Many pitfalls of this kind lie in wait for the increasingly bewildered, tech-unsavvy older generations that you and I belong to. I say “you” because for sure a millennial wouldn’t be seen dead reading anything as old-fashioned as a magazine. They may accidentally see the online version, but wouldn’t be able to read it anyway because it contains no ‘textspeakish’ (the syntax-free, monosyllabic language they communicate in). It would look like hieroglyphs to them and be entirely undecipherable. Scarily, some of them may already – while slouching back on beanbags sucking iced lattés out of plastic cups – be working on the tech needed to translate this column into textspeakish... and probably also on a journo ‘bot’ that would write this column for real estate ‘bots’ to read in-between developing their virtual buildings for other bots to live and work in. This terrifying vision of the future is, I’m afraid, inevitable – so we’d better start getting used to it.
You might think that technology is as old as the hills. And you’d be wrong. This misconception has only arisen due to the word ‘technology’ itself, which derives from the Greek teknos, meaning ‘technical stuff’, plus logos, meaning ‘to log on’. However, the ancient Greeks never actually used that word and their method of logging on involved carving passwords onto real wooden logs. Although modern computers today use basically the same logging on method, the crucial difference is that they use technology to do so. The carving is done at a microscopic level deep inside your computer, by super intelligent nanobots that use minuscule lasers to burn your password onto unimaginably small wooden logs, which then float around the computer’s circuit.

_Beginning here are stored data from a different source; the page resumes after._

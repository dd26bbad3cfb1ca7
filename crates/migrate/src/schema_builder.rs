//! Schema Builder - DDL statements for generated migrations
//!
//! Every statement is idempotent where PostgreSQL allows it (`IF EXISTS` /
//! `IF NOT EXISTS`) so a partially applied script can be re-run.

use crate::fields::Field;

/// Accumulates DDL statements in execution order
#[derive(Debug, Clone, Default)]
pub struct SchemaBuilder {
    statements: Vec<String>,
}

impl SchemaBuilder {
    pub fn new() -> Self {
        Self {
            statements: Vec::new(),
        }
    }

    /// Create a new table
    pub fn create_table<F>(&mut self, table_name: &str, callback: F) -> &mut Self
    where
        F: FnOnce(&mut TableBuilder),
    {
        let mut table_builder = TableBuilder::new(table_name);
        callback(&mut table_builder);
        self.statements.push(table_builder.to_sql());
        self
    }

    /// Drop a table together with dependent objects
    pub fn drop_table(&mut self, table_name: &str) -> &mut Self {
        self.statements
            .push(format!("DROP TABLE IF EXISTS {} CASCADE;", table_name));
        self
    }

    /// Add a column to an existing table
    pub fn add_column(&mut self, table_name: &str, field: &Field) -> &mut Self {
        self.statements.push(format!(
            "ALTER TABLE {} ADD COLUMN IF NOT EXISTS {};",
            table_name,
            field.column_definition()
        ));
        self
    }

    /// Drop a column together with dependent objects
    pub fn drop_column(&mut self, table_name: &str, column_name: &str) -> &mut Self {
        self.statements.push(format!(
            "ALTER TABLE {} DROP COLUMN IF EXISTS {} CASCADE;",
            table_name, column_name
        ));
        self
    }

    /// Change a column type, casting existing values
    pub fn alter_column_type(
        &mut self,
        table_name: &str,
        column_name: &str,
        sql_type: &str,
    ) -> &mut Self {
        self.statements.push(format!(
            "ALTER TABLE {} ALTER COLUMN {} TYPE {} USING {}::{};",
            table_name, column_name, sql_type, column_name, sql_type
        ));
        self
    }

    /// Add the named foreign key constraint of `field`, if it has one
    pub fn add_foreign_key(&mut self, table_name: &str, field: &Field) -> &mut Self {
        if let Some(constraint) = field.constraint_name(table_name) {
            self.statements.push(format!(
                "ALTER TABLE {} ADD CONSTRAINT {} FOREIGN KEY ({}) REFERENCES {};",
                table_name, constraint, field.name, field.reference
            ));
        }
        self
    }

    /// Drop the named foreign key constraint of `field`, if it has one
    pub fn drop_foreign_key(&mut self, table_name: &str, field: &Field) -> &mut Self {
        if let Some(constraint) = field.constraint_name(table_name) {
            self.statements.push(format!(
                "ALTER TABLE {} DROP CONSTRAINT IF EXISTS {};",
                table_name, constraint
            ));
        }
        self
    }

    /// Append the statements of another builder
    pub fn extend(&mut self, other: SchemaBuilder) -> &mut Self {
        self.statements.extend(other.statements);
        self
    }

    pub fn is_empty(&self) -> bool {
        self.statements.is_empty()
    }

    pub fn into_statements(self) -> Vec<String> {
        self.statements
    }

    /// All statements as a single SQL string
    pub fn build(&self) -> String {
        self.statements.join("\n")
    }
}

/// Table builder for CREATE TABLE statements
#[derive(Debug, Clone)]
pub struct TableBuilder {
    table_name: String,
    columns: Vec<String>,
    constraints: Vec<String>,
}

impl TableBuilder {
    pub fn new(table_name: &str) -> Self {
        Self {
            table_name: table_name.to_string(),
            columns: Vec::new(),
            constraints: Vec::new(),
        }
    }

    /// Add a column, and its foreign key constraint when it has one
    pub fn field(&mut self, field: &Field) -> &mut Self {
        self.columns.push(field.column_definition());
        if let Some(constraint) = field.constraint_name(&self.table_name) {
            self.constraints.push(format!(
                "CONSTRAINT {} FOREIGN KEY ({}) REFERENCES {}",
                constraint, field.name, field.reference
            ));
        }
        self
    }

    pub fn fields(&mut self, fields: &[Field]) -> &mut Self {
        for field in fields {
            self.field(field);
        }
        self
    }

    /// Build the CREATE TABLE SQL; constraints follow the columns
    pub fn to_sql(&self) -> String {
        let parts: Vec<&str> = self
            .columns
            .iter()
            .chain(self.constraints.iter())
            .map(String::as_str)
            .collect();

        if parts.is_empty() {
            return format!("CREATE TABLE IF NOT EXISTS {} ();", self.table_name);
        }

        format!(
            "CREATE TABLE IF NOT EXISTS {} (\n\t{}\n);",
            self.table_name,
            parts.join(",\n\t")
        )
    }
}
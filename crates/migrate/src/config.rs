//! Migration configuration
//!
//! The configuration is a single JSON document. Apart from the `version`
//! key it is read-only for the engine: `version` is the global pointer to the
//! current schema version and is rewritten after every successful forward
//! migration or rollback.

use serde::{Deserialize, Serialize};
use std::fs;
use std::path::{Path, PathBuf};

use crate::error::{MigrateError, MigrateResult};
use crate::naming::TableNaming;
use crate::state::write_json_atomic;

/// Default location of the configuration document
pub const DEFAULT_CONFIG_PATH: &str = "config.json";

/// Environment variable that overrides the configuration path
pub const CONFIG_ENV_VAR: &str = "TIDEMARK_CONFIG";

/// Top-level configuration document
#[derive(Debug, Clone, Serialize, Deserialize, Default)]
#[serde(default)]
pub struct Config {
    pub paths: PathsConfig,
    pub database: DatabaseConfig,
    pub settings: SettingsConfig,
    /// Current schema version (the version pointer)
    pub version: u32,
    /// Explicit model list; when empty the model directory is scanned
    pub models: Vec<ModelEntry>,
    /// Require in-source models to match the rollback target
    pub strict_mode: bool,
    /// File this configuration was loaded from
    #[serde(skip)]
    source: Option<PathBuf>,
}

/// Filesystem locations used by the engine
#[derive(Debug, Clone, Serialize, Deserialize)]
#[serde(default)]
pub struct PathsConfig {
    /// File holding the version pointer; defaults to the loaded config file
    #[serde(skip_serializing_if = "Option::is_none")]
    pub config_file: Option<PathBuf>,
    pub model_dir: PathBuf,
    pub state_file: PathBuf,
    pub migration_dir: PathBuf,
    pub history_dir: PathBuf,
    /// Defaults to `<migration_dir>/archived`
    #[serde(skip_serializing_if = "Option::is_none")]
    pub archived_dir: Option<PathBuf>,
}

impl Default for PathsConfig {
    fn default() -> Self {
        Self {
            config_file: None,
            model_dir: PathBuf::from("src/models"),
            state_file: PathBuf::from("migrations/schema_state.json"),
            migration_dir: PathBuf::from("migrations"),
            history_dir: PathBuf::from("migrations/history"),
            archived_dir: None,
        }
    }
}

/// How SQL scripts reach the database
#[derive(Debug, Clone, Copy, PartialEq, Eq, Serialize, Deserialize, Default)]
#[serde(rename_all = "snake_case")]
pub enum DatabaseClient {
    /// sqlx connection pool
    #[default]
    Native,
    /// External `psql` command-line client
    Psql,
}

/// Database connection parameters
#[derive(Debug, Clone, Serialize, Deserialize)]
#[serde(default)]
pub struct DatabaseConfig {
    pub host: String,
    pub port: u16,
    pub name: String,
    pub user: String,
    pub password: String,
    pub sslmode: String,
    pub client: DatabaseClient,
}

impl Default for DatabaseConfig {
    fn default() -> Self {
        Self {
            host: "localhost".to_string(),
            port: 5432,
            name: "postgres".to_string(),
            user: "postgres".to_string(),
            password: String::new(),
            sslmode: "disable".to_string(),
            client: DatabaseClient::Native,
        }
    }
}

/// Generation settings
#[derive(Debug, Clone, Serialize, Deserialize)]
#[serde(default)]
pub struct SettingsConfig {
    /// Width of the zero-padded version prefix
    pub version_prefix_length: usize,
    /// Base name of generated migration files
    pub migration_file: String,
    pub table_naming: TableNaming,
    pub pluralize_tables: bool,
    /// Struct names that never become tables
    pub ignored_models: Vec<String>,
}

impl Default for SettingsConfig {
    fn default() -> Self {
        Self {
            version_prefix_length: 5,
            migration_file: "migration.sql".to_string(),
            table_naming: TableNaming::SnakeCase,
            pluralize_tables: true,
            ignored_models: Vec::new(),
        }
    }
}

/// Explicitly configured model
#[derive(Debug, Clone, Serialize, Deserialize, PartialEq, Eq)]
pub struct ModelEntry {
    /// Source file, relative to the model directory
    pub source_file: PathBuf,
    pub struct_name: String,
    #[serde(default, skip_serializing_if = "Option::is_none")]
    pub table_name: Option<String>,
    #[serde(default, skip_serializing_if = "Option::is_none")]
    pub out_file: Option<String>,
}

impl Config {
    /// Load and validate a configuration document
    pub fn load(path: impl AsRef<Path>) -> MigrateResult<Self> {
        let path = path.as_ref();
        let content = fs::read_to_string(path).map_err(|e| {
            MigrateError::config(format!("Failed to read {}: {}", path.display(), e))
        })?;
        let mut config: Config = serde_json::from_str(&content).map_err(|e| {
            MigrateError::config(format!("Failed to parse {}: {}", path.display(), e))
        })?;
        config.source = Some(path.to_path_buf());
        config.validate()?;
        Ok(config)
    }

    /// Reject values the engine cannot work with
    pub fn validate(&self) -> MigrateResult<()> {
        if self.settings.version_prefix_length == 0 {
            return Err(MigrateError::config(
                "settings.version_prefix_length must be greater than 0",
            ));
        }
        if self.settings.migration_file.trim().is_empty() {
            return Err(MigrateError::config("settings.migration_file must not be empty"));
        }

        let required = [
            ("paths.model_dir", &self.paths.model_dir),
            ("paths.state_file", &self.paths.state_file),
            ("paths.migration_dir", &self.paths.migration_dir),
            ("paths.history_dir", &self.paths.history_dir),
        ];
        for (field, value) in required {
            if value.as_os_str().is_empty() {
                return Err(MigrateError::config(format!("{} must not be empty", field)));
            }
        }

        for model in &self.models {
            if model.struct_name.trim().is_empty() {
                return Err(MigrateError::config(format!(
                    "model entry for {} has an empty struct_name",
                    model.source_file.display()
                )));
            }
        }

        Ok(())
    }

    /// Write a default configuration unless `path` already exists
    pub fn write_default(path: impl AsRef<Path>) -> MigrateResult<bool> {
        let path = path.as_ref();
        if path.exists() {
            return Ok(false);
        }
        write_json_atomic(path, &Config::default())?;
        Ok(true)
    }

    /// Attach the path this configuration belongs to
    pub fn with_source(mut self, path: impl Into<PathBuf>) -> Self {
        self.source = Some(path.into());
        self
    }

    /// File holding the version pointer
    pub fn version_file(&self) -> PathBuf {
        self.paths
            .config_file
            .clone()
            .or_else(|| self.source.clone())
            .unwrap_or_else(|| PathBuf::from(DEFAULT_CONFIG_PATH))
    }

    /// Directory receiving archived files after a rollback
    pub fn archived_dir(&self) -> PathBuf {
        self.paths
            .archived_dir
            .clone()
            .unwrap_or_else(|| self.paths.migration_dir.join("archived"))
    }

    /// Zero-padded version prefix
    pub fn version_prefix(&self, version: u32) -> String {
        format!(
            "{:0width$}",
            version,
            width = self.settings.version_prefix_length
        )
    }

    /// Create the directories the engine writes into
    pub fn ensure_dirs(&self) -> MigrateResult<()> {
        for dir in [&self.paths.migration_dir, &self.paths.history_dir] {
            fs::create_dir_all(dir).map_err(|e| {
                MigrateError::config(format!(
                    "Failed to create directory {}: {}",
                    dir.display(),
                    e
                ))
            })?;
        }
        Ok(())
    }

    /// Read the current version pointer from disk
    pub fn current_version(&self) -> MigrateResult<u32> {
        read_version(self.version_file())
    }
}

#[derive(Deserialize)]
struct VersionOnly {
    #[serde(default)]
    version: u32,
}

/// Read just the `version` key of a configuration document
pub fn read_version(path: impl AsRef<Path>) -> MigrateResult<u32> {
    let path = path.as_ref();
    let content = fs::read_to_string(path).map_err(|e| {
        MigrateError::config(format!("Failed to read {}: {}", path.display(), e))
    })?;
    let parsed: VersionOnly = serde_json::from_str(&content).map_err(|e| {
        MigrateError::config(format!("Failed to parse {}: {}", path.display(), e))
    })?;
    Ok(parsed.version)
}

/// Rewrite the `version` key, preserving every other key of the document
pub fn write_version(path: impl AsRef<Path>, version: u32) -> MigrateResult<()> {
    let path = path.as_ref();
    let content = fs::read_to_string(path)?;
    let mut document: serde_json::Value = serde_json::from_str(&content)?;
    let object = document.as_object_mut().ok_or_else(|| {
        MigrateError::config(format!("{} is not a JSON object", path.display()))
    })?;
    object.insert("version".to_string(), serde_json::Value::from(version));
    write_json_atomic(path, &document)
}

On the other side of the bit-coin (a new kind of invisible money and the preferred payment method of those people who keep emailing me to tell me they’ve been filming me using my computer – I don’t even have a webcam, but thought it best to keep paying them anyway), technology has given us many wonderful and ingenious things: the microwave, the mobile phone, Brexit and President Trump, to name but a few. But it’s not all good stuff that it has given us.
In spite – or maybe because – of its unstoppable success, there has been an inevitable backlash against technology. The ‘anti-techer’ movement has emerged, dedicated to the overthrow of technology and a return to a simpler, tech-free time, when the only entertainment was watching black-and-white TV or listening to music at the roller-disco on your walkman. This campaign to eradicate all technology had a slow start, but was eventually able to flourish thanks to chat forums, mobile apps and online petitions. I’ll certainly be adding my name to one of these the next time I log on. And so should you – if you don’t want robot-you to be reading an article by robot-me this time next year.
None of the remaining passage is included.